Pumas cambió de entrenador, no de objetivo: el primer reto de Esteban Solari

Después de jugar una final de Liga MX, los Pumas no buscaron un entrenador para reconstruir al equipo, sino a uno capaz de mantener lo que ya habían construido.
Para buena parte de la afición, el nombre de Esteban Solari apareció de golpe. No era el candidato más mediático ni el de mayor cartel. Dentro del club, en cambio, vieron un perfil para darle continuidad a un equipo que recuperó una identidad competitiva sin obligarlo a empezar otra vez.
Solari recibe al líder del Clausura 2026, un Pumas que sumó torneo récord de 36 puntos, eliminó al América y a su Pachuca en la Liguilla y volvió a una final de Liga MX por primera vez desde 2020.
La derrota en la serie por el título frente a Cruz Azul elevó la exigencia.
En Ciudad Universitaria ya no basta con competir; ahora la expectativa es volver a pelear el campeonato.
Lejos de construir su carrera bajo el peso del apellido Solari, dirigió en Malasia, Chile, Argentina y México. No siguió el camino habitual de otros técnicos argentinos.
Fue armando su perfil en proyectos distintos, muchos de ellos marcados por el desarrollo de jóvenes y la construcción de grupos.
El último paso de Solari también ayudó a convencer a Pumas. En Pachuca asumió el reto de tomar un equipo que había perdido a Guillermo Almada y, en su primer torneo completo, lo llevó hasta las semifinales del Clausura 2026.
En el camino mantuvo el protagonismo de varios jóvenes, sostuvo una idea de juego reconocible y solo quedó fuera ante el propio Pumas por la posición en la tabla, después de empatar el marcador global.

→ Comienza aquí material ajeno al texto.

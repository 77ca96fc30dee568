// Copyright 2015 The Ramp Developers
//
//    Licensed under the Apache License, Version 2.0 (the "License");
//    you may not use this file except in compliance with the License.
//    You may obtain a copy of the License at
//
//        http://www.apache.org/licenses/LICENSE-2.0
//
//    Unless required by applicable law or agreed to in writing, software
//    distributed under the License is distributed on an "AS IS" BASIS,
//    WITHOUT WARRANTIES OR CONDITIONS OF ANY KIND, either express or implied.
//    See the License for the specific language governing permissions and
//    limitations under the License.

//! Single-pass classification of the input slice: component B of
//! `SPEC_FULL.md`.

use crate::number::{Number, Sign};
use crate::rounding::RoundingMode;

/// The outcome of scanning all inputs once.
#[derive(Copy, Clone, Eq, PartialEq, Debug)]
pub enum Classification {
    /// At least one input is NaN.
    HasNan,
    /// Infinities of both signs are present (and no NaN): the result is NaN.
    HasMixedInf,
    /// Every infinity present (there is at least one, no NaN) has this
    /// sign; infinities dominate regardless of any finite terms.
    Infinite(Sign),
    /// No NaN, no infinity, and every input is a zero.
    AllZero(Sign),
    /// The general case: `rn` regular (finite, non-zero) inputs, with
    /// `max_exp` the largest of their exponents.
    Generic { rn: usize, max_exp: i64 },
}

/// Scans `inputs` once, classifying them per `SPEC_FULL.md` §4.B.
pub fn classify(inputs: &[Number], mode: RoundingMode) -> Classification {
    let mut saw_pos_inf = false;
    let mut saw_neg_inf = false;
    let mut saw_pos_zero = false;
    let mut saw_neg_zero = false;
    let mut rn: usize = 0;
    let mut max_exp = i64::MIN;

    for x in inputs {
        if x.is_nan() {
            return Classification::HasNan;
        }
        if x.is_infinite() {
            match x.sign() {
                Sign::Pos => saw_pos_inf = true,
                Sign::Neg => saw_neg_inf = true,
            }
            continue;
        }
        if x.is_zero() {
            match x.sign() {
                Sign::Pos => saw_pos_zero = true,
                Sign::Neg => saw_neg_zero = true,
            }
            continue;
        }
        rn += 1;
        max_exp = max_exp.max(x.exponent());
    }

    if saw_pos_inf && saw_neg_inf {
        return Classification::HasMixedInf;
    }
    if saw_pos_inf {
        return Classification::Infinite(Sign::Pos);
    }
    if saw_neg_inf {
        return Classification::Infinite(Sign::Neg);
    }
    if rn == 0 {
        let sign = match (saw_pos_zero, saw_neg_zero) {
            (true, false) => Sign::Pos,
            (false, true) => Sign::Neg,
            (true, true) => mode.zero_sign_on_disagreement(),
            // `inputs` is empty: the public entry point handles n = 0 as a
            // fast path before classification ever runs, so this arm is
            // unreachable in practice, but +0 is the sane default.
            (false, false) => Sign::Pos,
        };
        return Classification::AllZero(sign);
    }
    Classification::Generic { rn, max_exp }
}
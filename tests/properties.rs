// Copyright 2015 The Ramp Developers
//
//    Licensed under the Apache License, Version 2.0 (the "License");
//    you may not use this file except in compliance with the License.
//    You may obtain a copy of the License at
//
//        http://www.apache.org/licenses/LICENSE-2.0
//
//    Unless required by applicable law or agreed to in writing, software
//    distributed under the License is distributed on an "AS IS" BASIS,
//    WITHOUT WARRANTIES OR CONDITIONS OF ANY KIND, either express or implied.
//    See the License for the specific language governing permissions and
//    limitations under the License.

//! Property-based tests: commutativity, NaN/infinity absorption, and
//! idempotence of a single exactly-representable input.

use crsum::limb::Limb;
use crsum::number::limbs_for_precision;
use crsum::{sum, Number, RoundingMode, Sign};
use ieee754::Ieee754;
use quickcheck_macros::quickcheck;
use rand::seq::SliceRandom;
use rand::thread_rng;

const PRECISION: u32 = 64;

fn to_numbers(exps: &[i8], signs: &[bool]) -> Vec<Number> {
    exps.iter()
        .zip(signs.iter())
        .map(|(&e, &s)| {
            let clamped = (e as i64).clamp(-60, 60);
            Number::power_of_two(Sign::of_bool(s), clamped, PRECISION)
        })
        .collect()
}

fn same_value(a: &Number, b: &Number) -> bool {
    if a.is_nan() || b.is_nan() {
        return a.is_nan() && b.is_nan();
    }
    if a.is_infinite() || b.is_infinite() {
        return a.is_infinite() && b.is_infinite() && a.sign() == b.sign();
    }
    if a.is_zero() || b.is_zero() {
        return a.is_zero() && b.is_zero() && a.sign() == b.sign();
    }
    a.sign() == b.sign() && a.exponent() == b.exponent() && a.mantissa() == b.mantissa()
}

#[quickcheck]
fn commutative_under_permutation(exps: Vec<i8>, signs: Vec<bool>) -> bool {
    let inputs = to_numbers(&exps, &signs);
    if inputs.is_empty() {
        return true;
    }

    let mut shuffled = inputs.clone();
    shuffled.shuffle(&mut thread_rng());

    let mut out_a = Number::with_precision(PRECISION).unwrap();
    let mut out_b = Number::with_precision(PRECISION).unwrap();
    let ternary_a = sum(&mut out_a, &inputs, RoundingMode::ToNearestEven);
    let ternary_b = sum(&mut out_b, &shuffled, RoundingMode::ToNearestEven);

    ternary_a == ternary_b && same_value(&out_a, &out_b)
}

#[quickcheck]
fn nan_absorbs_any_finite_company(exps: Vec<i8>, signs: Vec<bool>) -> bool {
    let mut inputs = to_numbers(&exps, &signs);
    inputs.push(Number::nan(PRECISION));

    let mut out = Number::with_precision(PRECISION).unwrap();
    sum(&mut out, &inputs, RoundingMode::ToNearestEven);
    out.is_nan()
}

#[quickcheck]
fn opposite_infinities_always_yield_nan(exps: Vec<i8>, signs: Vec<bool>) -> bool {
    let mut inputs = to_numbers(&exps, &signs);
    inputs.push(Number::infinity(Sign::Pos, PRECISION));
    inputs.push(Number::infinity(Sign::Neg, PRECISION));

    let mut out = Number::with_precision(PRECISION).unwrap();
    sum(&mut out, &inputs, RoundingMode::ToNearestEven);
    out.is_nan()
}

#[quickcheck]
fn single_input_round_trips_exactly(exp: i8, sign: bool) -> bool {
    let clamped = (exp as i64).clamp(-60, 60);
    let x = Number::power_of_two(Sign::of_bool(sign), clamped, PRECISION);
    let mut out = Number::with_precision(PRECISION).unwrap();
    let ternary = sum(&mut out, std::slice::from_ref(&x), RoundingMode::ToNearestEven);
    ternary == std::cmp::Ordering::Equal && same_value(&out, &x)
}

/// Builds a single-limb `Number` with exact integer value `v`.
fn int_to_number(v: i64, precision: u32) -> Number {
    if v == 0 {
        return Number::zero(Sign::Pos, precision);
    }
    let sign = Sign::of_bool(v < 0);
    let mag = v.unsigned_abs();
    let bit_len = 64 - mag.leading_zeros();
    let top = mag << (64 - bit_len);
    let mut mantissa = vec![Limb::ZERO; limbs_for_precision(precision)];
    *mantissa.last_mut().expect("precision >= 64 implies at least one limb") = Limb(top);
    Number::regular(sign, bit_len as i64, mantissa, precision)
}

/// Reads a regular, single-limb `Number` (precision <= 64) back to `f64`.
/// Exact for magnitudes this small relative to `f64`'s 53-bit mantissa.
fn to_f64(n: &Number) -> f64 {
    if n.is_zero() {
        return if n.sign().is_negative() { -0.0 } else { 0.0 };
    }
    let top = n.mantissa()[0].0;
    let frac = top as f64 / (u64::MAX as f64 + 1.0);
    let magnitude = frac * 2f64.powi(n.exponent() as i32);
    if n.sign().is_negative() {
        -magnitude
    } else {
        magnitude
    }
}

/// Rounding toward negative infinity never overshoots rounding toward
/// positive infinity, and when they disagree they are exactly one ULP
/// apart (checked with `ieee754`'s float-stepping helpers) for inputs
/// small enough that the `f64` conversion is itself exact.
#[quickcheck]
fn directed_roundings_bracket_the_exact_value(values: Vec<i16>) -> bool {
    let precision = 24;
    let inputs: Vec<Number> = values
        .iter()
        .take(12)
        .map(|&v| int_to_number(v as i64, precision))
        .collect();
    if inputs.is_empty() {
        return true;
    }

    let mut out_neg = Number::with_precision(precision).unwrap();
    let mut out_pos = Number::with_precision(precision).unwrap();
    sum(&mut out_neg, &inputs, RoundingMode::TowardNegative);
    sum(&mut out_pos, &inputs, RoundingMode::TowardPositive);

    let fneg = to_f64(&out_neg);
    let fpos = to_f64(&out_pos);
    if fneg == fpos {
        return true;
    }
    fneg < fpos && fneg.next() == fpos
}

Esa capacidad para competir sin romper la identidad del equipo fue uno de los argumentos que terminó por acercarlo a Ciudad Universitaria.
“Soy docente antes que futbolista. Me gusta formar personas. Cuando logramos conectar con las emociones del futbolista, el rendimiento aparece casi como una consecuencia”, señaló en su presentación como técnico felino.
El discurso no es ajeno a Universidad. La formación de jugadores ha sido uno de los pilares del club desde hace décadas. Solari, ex jugador del club, pretende ampliar esa idea: formar personas para construir un equipo competitivo.
La base que alcanzó la final permanece con Keylor Navas, Pedro Vite, Adalberto Carrasquilla y Robert Morales a la cabeza.
A ellos se suman los primeros refuerzos Sebastián Córdova y Cristian Calderón, mientras que la salida de Jordan Carrillo obliga a redistribuir responsabilidades en ataque.
Debutará frente a Pachuca, el club que dirigió hasta el torneo pasado y con el que enfrentó a Pumas en las semifinales. Hace unas semanas buscaba eliminar al conjunto universitario, ahora será el responsable de mantenerlo entre los protagonistas.
Efraín Juárez dejó un equipo finalista, Santiago Solari dejó un apellido conocido y Esteban llega con la tarea de construir su propia historia.
Pumas no necesitaba un entrenador que le devolviera la ilusión, más bien alguien capaz de sostenerla.